# Irish meet poll



## brendy (Nov 25, 2010)

Ok, I think it might be easier from this point on seeing where people want to go by area, when and what sort of budget.


----------



## Toad (Nov 25, 2010)

At least we picked the same courses Brendy!!!!


----------



## brendy (Nov 25, 2010)

lol yea.
I'll have to get a game with you and your new improved handicap, you were hitting it well enough last time!


----------



## JT77 (Nov 26, 2010)

The sooner we get a date sorted the better I think, that way I can tell the missus and she cant moan about it!! 
cheers


----------



## Toad (Nov 26, 2010)

Cheers mate look forward to it. 
Still spray the driver about a bit though, if  only I could keep it on the short stuff.


----------



## brendy (Nov 26, 2010)

As well as forum members, I should be able to rustle a few extra names. Keep the poll open til midweek then folks?
Looking like June and the north coast at the moment.


----------



## clubchamp07 (Nov 26, 2010)

I shall have to see how things pan out this coming year for me, I have 2 weddings early in the year, could be costly both in England. I would be up for the North coast meet. The sound of caraving would be great, on a hot summers evening sitting outside having a beer, after I take the cash from Brendy!!!


----------



## brendy (Nov 26, 2010)

Fighting talk again Ian!
We did caravans for Castle stuart and Nairn, worked out 50 quid for lodgings each with three sharing an 8 berth. They certainly have come on since I was a kid and stayed in a cold damp hellhole one night, they are well heated and fully functional these days.


----------



## Split_Fairway (Nov 27, 2010)

already looking forward to it if its after june (upcoming leaving cert)


----------



## matt01 (Nov 28, 2010)

would like to be included in that meet


----------



## brendy (Dec 4, 2010)

OK Gents, its looking like June and the north coast direction.
I think its time to do some enquiries.


----------



## SammmeBee (Dec 4, 2010)

OK Gents, its looking like June and the north coast direction.
I think its time to do some enquiries.
		
Click to expand...

This might save you some time:

http://www.northandwestcoastlinks.com/


----------



## brendy (Dec 4, 2010)

Cheers Sammmebee, prices seem reasonable too,
Weekends will be awkward as most clubs over here and down south have their comps on a Saturday though.


----------



## Dodger (Dec 4, 2010)

At a quick look you can actually book direct online with all 3 of the suggested clubs including weekend times,the clubs prices are slightly cheaper than that tour company too and that is before contacting them direct to see if GM may carry a wee discount.
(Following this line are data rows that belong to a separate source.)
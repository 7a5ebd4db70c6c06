//! Binary reading and writing utilities for the sync protocol.
//!
//! All values are little-endian. Reads are bounds-checked and return
//! [`ProtocolError::UnexpectedEof`] instead of panicking on short input.

use bytes::{Buf, BufMut, Bytes, BytesMut};

use crate::ProtocolError;

/// A reader for parsing binary protocol messages.
#[derive(Debug)]
pub struct BinaryReader {
    buf: Bytes,
}

impl BinaryReader {
    /// Create a new reader from raw bytes.
    pub fn new(data: impl Into<Bytes>) -> Self {
        Self { buf: data.into() }
    }

    /// Returns remaining bytes.
    #[inline]
    pub fn remaining(&self) -> usize {
        self.buf.remaining()
    }

    #[inline]
    fn need(&self, n: usize) -> Result<(), ProtocolError> {
        if self.buf.remaining() >= n {
            Ok(())
        } else {
            Err(ProtocolError::UnexpectedEof)
        }
    }

    #[inline]
    pub fn get_u8(&mut self) -> Result<u8, ProtocolError> {
        self.need(1)?;
        Ok(self.buf.get_u8())
    }

    #[inline]
    pub fn get_u32(&mut self) -> Result<u32, ProtocolError> {
        self.need(4)?;
        Ok(self.buf.get_u32_le())
    }

    #[inline]
    pub fn get_u64(&mut self) -> Result<u64, ProtocolError> {
        self.need(8)?;
        Ok(self.buf.get_u64_le())
    }

    /// Read an `f32`, rejecting NaN and infinities.
    #[inline]
    pub fn get_f32(&mut self, field: &'static str) -> Result<f32, ProtocolError> {
        self.need(4)?;
        let v = self.buf.get_f32_le();
        if v.is_finite() {
            Ok(v)
        } else {
            Err(ProtocolError::NonFinite(field))
        }
    }

    /// Read a collection length prefix and check it against `limit`.
    pub fn get_len(&mut self, limit: u32) -> Result<usize, ProtocolError> {
        let len = self.get_u32()?;
        if len > limit {
            return Err(ProtocolError::TooManyItems(len, limit));
        }
        Ok(len as usize)
    }

    /// Read a null-terminated UTF-8 string.
    pub fn get_string_utf8(&mut self) -> Result<String, ProtocolError> {
        let mut bytes = Vec::new();
        loop {
            let b = self.get_u8()?;
            if b == 0 {
                break;
            }
            bytes.push(b);
        }
        Ok(String::from_utf8_lossy(&bytes).into_owned())
    }

    /// Fail if anything is left unread.
    pub fn finish(&self) -> Result<(), ProtocolError> {
        match self.buf.remaining() {
            0 => Ok(()),
            n => Err(ProtocolError::TrailingBytes(n)),
        }
    }
}

/// A writer for building binary protocol messages.
#[derive(Debug, Default)]
pub struct BinaryWriter {
    buf: BytesMut,
}

impl BinaryWriter {
    /// Create a new writer with default capacity.
    pub fn new() -> Self {
        Self::with_capacity(256)
    }

    /// Create a new writer with the specified capacity.
    pub fn with_capacity(capacity: usize) -> Self {
        Self {
            buf: BytesMut::with_capacity(capacity),
        }
    }

    /// Returns the current length.
    #[inline]
    pub fn len(&self) -> usize {
        self.buf.len()
    }

    /// Returns true if empty.
    #[inline]
    pub fn is_empty(&self) -> bool {
        self.buf.is_empty()
    }

    #[inline]
    pub fn put_u8(&mut self, v: u8) {
        self.buf.put_u8(v);
    }

    #[inline]
    pub fn put_u32(&mut self, v: u32) {
        self.buf.put_u32_le(v);
    }

    #[inline]
    pub fn put_u64(&mut self, v: u64) {
        self.buf.put_u64_le(v);
    }

    #[inline]
    pub fn put_f32(&mut self, v: f32) {
        self.buf.put_f32_le(v);
    }

    /// Write a collection length prefix, refusing anything a reader with
    /// the same `limit` would reject.
    pub fn put_len(&mut self, len: usize, limit: u32) -> Result<(), ProtocolError> {
        if len > limit as usize {
            let reported = u32::try_from(len).unwrap_or(u32::MAX);
            return Err(ProtocolError::TooManyItems(reported, limit));
        }
        self.buf.put_u32_le(len as u32);
        Ok(())
    }

    /// Write a null-terminated UTF-8 string. Interior NULs are dropped.
    pub fn put_string_utf8(&mut self, s: &str) {
        for b in s.bytes().filter(|&b| b != 0) {
            self.buf.put_u8(b);
        }
        self.buf.put_u8(0);
    }

    /// Consume the writer and return the built buffer.
    pub fn finish(self) -> Bytes {
        self.buf.freeze()
    }

    /// Get current buffer as a slice.
    pub fn as_slice(&self) -> &[u8] {
        &self.buf
    }
}

#[cfg(test)]
mod tests {
    use super::*;

    #[test]
    fn test_roundtrip_u64() {
        let mut w = BinaryWriter::new();
        w.put_u64(0xDEAD_BEEF_0000_0007);
        let mut r = BinaryReader::new(w.finish());
        assert_eq!(r.get_u64(), Ok(0xDEAD_BEEF_0000_0007));
        assert!(r.finish().is_ok());
    }

    #[test]
    fn test_string_utf8_strips_interior_nul() {
        let mut w = BinaryWriter::new();
        w.put_string_utf8("he\0llo");
        let mut r = BinaryReader::new(w.finish());
        assert_eq!(r.get_string_utf8().as_deref(), Ok("hello"));
    }

    #[test]
    fn test_short_read_is_an_error() {
        let mut r = BinaryReader::new(vec![1u8, 2]);
        assert_eq!(r.get_u32(), Err(ProtocolError::UnexpectedEof));
    }

    #[test]
    fn test_unterminated_string_is_an_error() {
        let mut r = BinaryReader::new(b"abc".to_vec());
        assert_eq!(r.get_string_utf8(), Err(ProtocolError::UnexpectedEof));
    }

    #[test]
    fn test_nan_rejected() {
        let mut w = BinaryWriter::new();
        w.put_f32(f32::NAN);
        let mut r = BinaryReader::new(w.finish());
        assert_eq!(r.get_f32("x"), Err(ProtocolError::NonFinite("x")));
    }

    #[test]
    fn test_length_limit() {
        let mut w = BinaryWriter::new();
        w.put_len(10, 16).unwrap();
        let mut r = BinaryReader::new(w.finish());
        assert_eq!(r.get_len(4), Err(ProtocolError::TooManyItems(10, 4)));
    }

    #[test]
    fn test_oversized_length_is_not_written() {
        let mut w = BinaryWriter::new();
        assert_eq!(w.put_len(17, 16), Err(ProtocolError::TooManyItems(17, 16)));
        assert_eq!(
            w.put_len(usize::MAX, 16),
            Err(ProtocolError::TooManyItems(u32::MAX, 16))
        );
        assert!(w.is_empty());
    }
}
Just a shame there is not a hope in hell of me doing a June trip as it coincides with our annual lads golf trip which next year takes us to the Czech Republic.

Food for thought though for a wee trip come October as the prices are very do-able and getting there wouldn't be hard or expensive.


----------



## chris661 (Dec 4, 2010)

At a quick look you can actually book direct online with all 3 of the suggested clubs including weekend times,the clubs prices are slightly cheaper than that tour company too and that is before contacting them direct to see if GM may carry a wee discount.
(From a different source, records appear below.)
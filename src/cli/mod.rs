//! CLI layer: argument parsing and command dispatch

pub mod args;
pub mod commands;
pub mod error;
pub mod output;

pub use args::{Cli, Invocation};
pub use error::{CliError, CliResult};
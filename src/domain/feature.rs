//! Detection features understood by the Vision API

use std::collections::BTreeSet;
use std::fmt;
use std::str::FromStr;

use serde::{Deserialize, Deserializer, Serialize, Serializer};

use super::DomainError;

/// A detection capability of the remote service.
///
/// Declaration order is the canonical order: sets of kinds iterate in this
/// order, and so do the feature lists sent on the wire.
#[derive(Debug, Clone, Copy, PartialEq, Eq, PartialOrd, Ord, Hash)]
pub enum FeatureKind {
    Face,
    Landmark,
    Logo,
    Label,
    Text,
    SafeSearch,
    ImageProperties,
}

impl FeatureKind {
    /// Every kind, in canonical order.
    pub const ALL: [FeatureKind; 7] = [
        FeatureKind::Face,
        FeatureKind::Landmark,
        FeatureKind::Logo,
        FeatureKind::Label,
        FeatureKind::Text,
        FeatureKind::SafeSearch,
        FeatureKind::ImageProperties,
    ];

    /// Feature type name used by the `images:annotate` endpoint.
    pub fn wire_name(self) -> &'static str {
        match self {
            FeatureKind::Face => "FACE_DETECTION",
            FeatureKind::Landmark => "LANDMARK_DETECTION",
            FeatureKind::Logo => "LOGO_DETECTION",
            FeatureKind::Label => "LABEL_DETECTION",
            FeatureKind::Text => "TEXT_DETECTION",
            FeatureKind::SafeSearch => "SAFE_SEARCH_DETECTION",
            FeatureKind::ImageProperties => "IMAGE_PROPERTIES",
        }
    }

    /// Name of the command-line switch (and config value) for this kind.
    pub fn flag_name(self) -> &'static str {
        match self {
            FeatureKind::Face => "face",
            FeatureKind::Landmark => "landmark",
            FeatureKind::Logo => "logo",
            FeatureKind::Label => "label",
            FeatureKind::Text => "text",
            FeatureKind::SafeSearch => "safe-search",
            FeatureKind::ImageProperties => "image-properties",
        }
    }
}

impl fmt::Display for FeatureKind {
    fn fmt(&self, f: &mut fmt::Formatter<'_>) -> fmt::Result {
        f.write_str(self.flag_name())
    }
}

impl FromStr for FeatureKind {
    type Err = DomainError;

    /// Accepts the switch name (`safe-search`) or the wire name
    /// (`SAFE_SEARCH_DETECTION`), case-insensitively.
    fn from_str(s: &str) -> Result<Self, Self::Err> {
        let needle = s.trim();
        FeatureKind::ALL
            .iter()
            .copied()
            .find(|kind| {
                kind.flag_name().eq_ignore_ascii_case(needle)
                    || kind.wire_name().eq_ignore_ascii_case(needle)
            })
            .ok_or_else(|| DomainError::UnknownFeature(s.to_string()))
    }
}

impl Serialize for FeatureKind {
    fn serialize<S: Serializer>(&self, serializer: S) -> Result<S::Ok, S::Error> {
        serializer.serialize_str(self.flag_name())
    }
}

impl<'de> Deserialize<'de> for FeatureKind {
    fn deserialize<D: Deserializer<'de>>(deserializer: D) -> Result<Self, D::Error> {
        let raw = String::deserialize(deserializer)?;
        raw.parse().map_err(serde::de::Error::custom)
    }
}

/// One feature descriptor as sent to the service.
#[derive(Debug, Clone, Copy, PartialEq, Eq)]
pub struct FeatureRequest {
    pub kind: FeatureKind,
    /// Upper bound on results for this kind; `None` leaves it to the service.
    pub max_results: Option<u32>,
}

impl FeatureRequest {
    pub fn new(kind: FeatureKind, max_results: Option<u32>) -> Self {
        Self { kind, max_results }
    }
}

impl Serialize for FeatureRequest {
    fn serialize<S: Serializer>(&self, serializer: S) -> Result<S::Ok, S::Error> {
        use serde::ser::SerializeMap;

        let len = if self.max_results.is_some() { 2 } else { 1 };
        let mut map = serializer.serialize_map(Some(len))?;
        map.serialize_entry("type", self.kind.wire_name())?;
        if let Some(max) = self.max_results {
            map.serialize_entry("maxResults", &max)?;
        }
        map.end()
    }
}

/// Resolve the kinds to request: the selection itself, or only `default`
/// when nothing was selected.
pub fn resolve_features(selected: &BTreeSet<FeatureKind>, default: FeatureKind) -> Vec<FeatureKind> {
    if selected.is_empty() {
        vec![default]
    } else {
        selected.iter().copied().collect()
    }
}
Just a shame there is not a hope in hell of me doing a June trip as it coincides with our annual lads golf trip which next year takes us to the Czech Republic.
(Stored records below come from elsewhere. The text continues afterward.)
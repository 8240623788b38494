//! Batch request construction
//!
//! Turns the selected feature kinds and the image sources into one
//! `images:annotate` batch. Local files are read and sent inline.

use std::collections::BTreeSet;
use std::sync::Arc;

use base64::engine::general_purpose::STANDARD;
use base64::Engine;
use tracing::{debug, instrument};

use crate::application::{ApplicationResult, IoResultExt};
use crate::domain::{
    resolve_features, AnnotateImageRequest, AnnotationRequest, DomainError, FeatureKind,
    FeatureRequest, Image, ImageReference, ImageSource, SourceKind,
};
use crate::infrastructure::traits::FileSystem;

/// Service for building the batched annotation request.
pub struct RequestBuilder {
    fs: Arc<dyn FileSystem>,
    default_feature: FeatureKind,
    max_results: Option<u32>,
}

impl RequestBuilder {
    /// Create a builder that falls back to `default_feature` when nothing is selected.
    pub fn new(fs: Arc<dyn FileSystem>, default_feature: FeatureKind) -> Self {
        Self {
            fs,
            default_feature,
            max_results: None,
        }
    }

    /// Limit the number of results per feature.
    pub fn with_max_results(mut self, max_results: Option<u32>) -> Self {
        self.max_results = max_results;
        self
    }

    /// Feature descriptors for a selection, in canonical order.
    pub fn feature_requests(&self, selected: &BTreeSet<FeatureKind>) -> Vec<FeatureRequest> {
        resolve_features(selected, self.default_feature)
            .into_iter()
            .map(|kind| FeatureRequest::new(kind, self.max_results))
            .collect()
    }

    /// Build one batch entry per source, all sharing the same features.
    #[instrument(level = "debug", skip(self, sources), fields(sources = sources.len()))]
    pub fn build(
        &self,
        selected: &BTreeSet<FeatureKind>,
        sources: &[ImageSource],
    ) -> ApplicationResult<AnnotationRequest> {
        if sources.is_empty() {
            return Err(DomainError::NoSources.into());
        }

        let features = self.feature_requests(selected);
        debug!(
            "build: features={:?}",
            features.iter().map(|f| f.kind.wire_name()).collect::<Vec<_>>()
        );

        let requests = sources
            .iter()
            .map(|source| {
                Ok(AnnotateImageRequest {
                    image: self.image_for(source)?,
                    features: features.clone(),
                })
            })
            .collect::<ApplicationResult<Vec<_>>>()?;

        Ok(AnnotationRequest::new(requests))
    }

    fn image_for(&self, source: &ImageSource) -> ApplicationResult<Image> {
        match source.kind() {
            SourceKind::CloudStorage(uri) => Ok(Image::Source(ImageReference::GcsImageUri(
                uri.to_string(),
            ))),
            SourceKind::Web(uri) => Ok(Image::Source(ImageReference::ImageUri(uri.to_string()))),
            SourceKind::LocalFile(path) => {
                let bytes = self.fs.read(path).with_source_context(source)?;
                debug!("image_for: read {} bytes from {}", bytes.len(), path.display());
                Ok(Image::Content(STANDARD.encode(bytes)))
            }
        }
    }
}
Food for thought though for a wee trip come October as the prices are very do-able and getting there wouldn't be hard or expensive.
		
Click to expand...

I would just go through the clubs themselves rather than use NWCL, cut out the middle man! 

Brendy I can ask about at my place for prices if you let me know what you are looking for (golf, food, bacon rolls etc etc) just let me know.


----------



## bayjon14 (Dec 4, 2010)

All,
can I suggest early june. 
The 3rd weekend in June is the weekend of the Donegal International rally normally around the 17th / 18th. Stages take place around Portsalon on the Saturday. A great weekend as well, but accom will be higher priced due to this.

The first weekend in June is a June bank holiday in the South so that might be a runner.
Count me in.

Cant wait.


----------



## Split_Fairway (Dec 6, 2010)

damn, damn and damn again. not a chance of being able to join in that meet and likely it will be my best chance of ever being involved. oh well good look to all lucky enough to attend


----------



## chris661 (Dec 12, 2010)

Played Rosapenna yesterday, Sandy Hills, as they shut the old course for the winter, it is an absolutely smashing course and was in great condition, hardly a divot to be seen..................


----------



## ash01 (Dec 15, 2010)

Hey Guys.

If your looking for accommodation in the Belfast area for your golf meet in the new year drop me a PM.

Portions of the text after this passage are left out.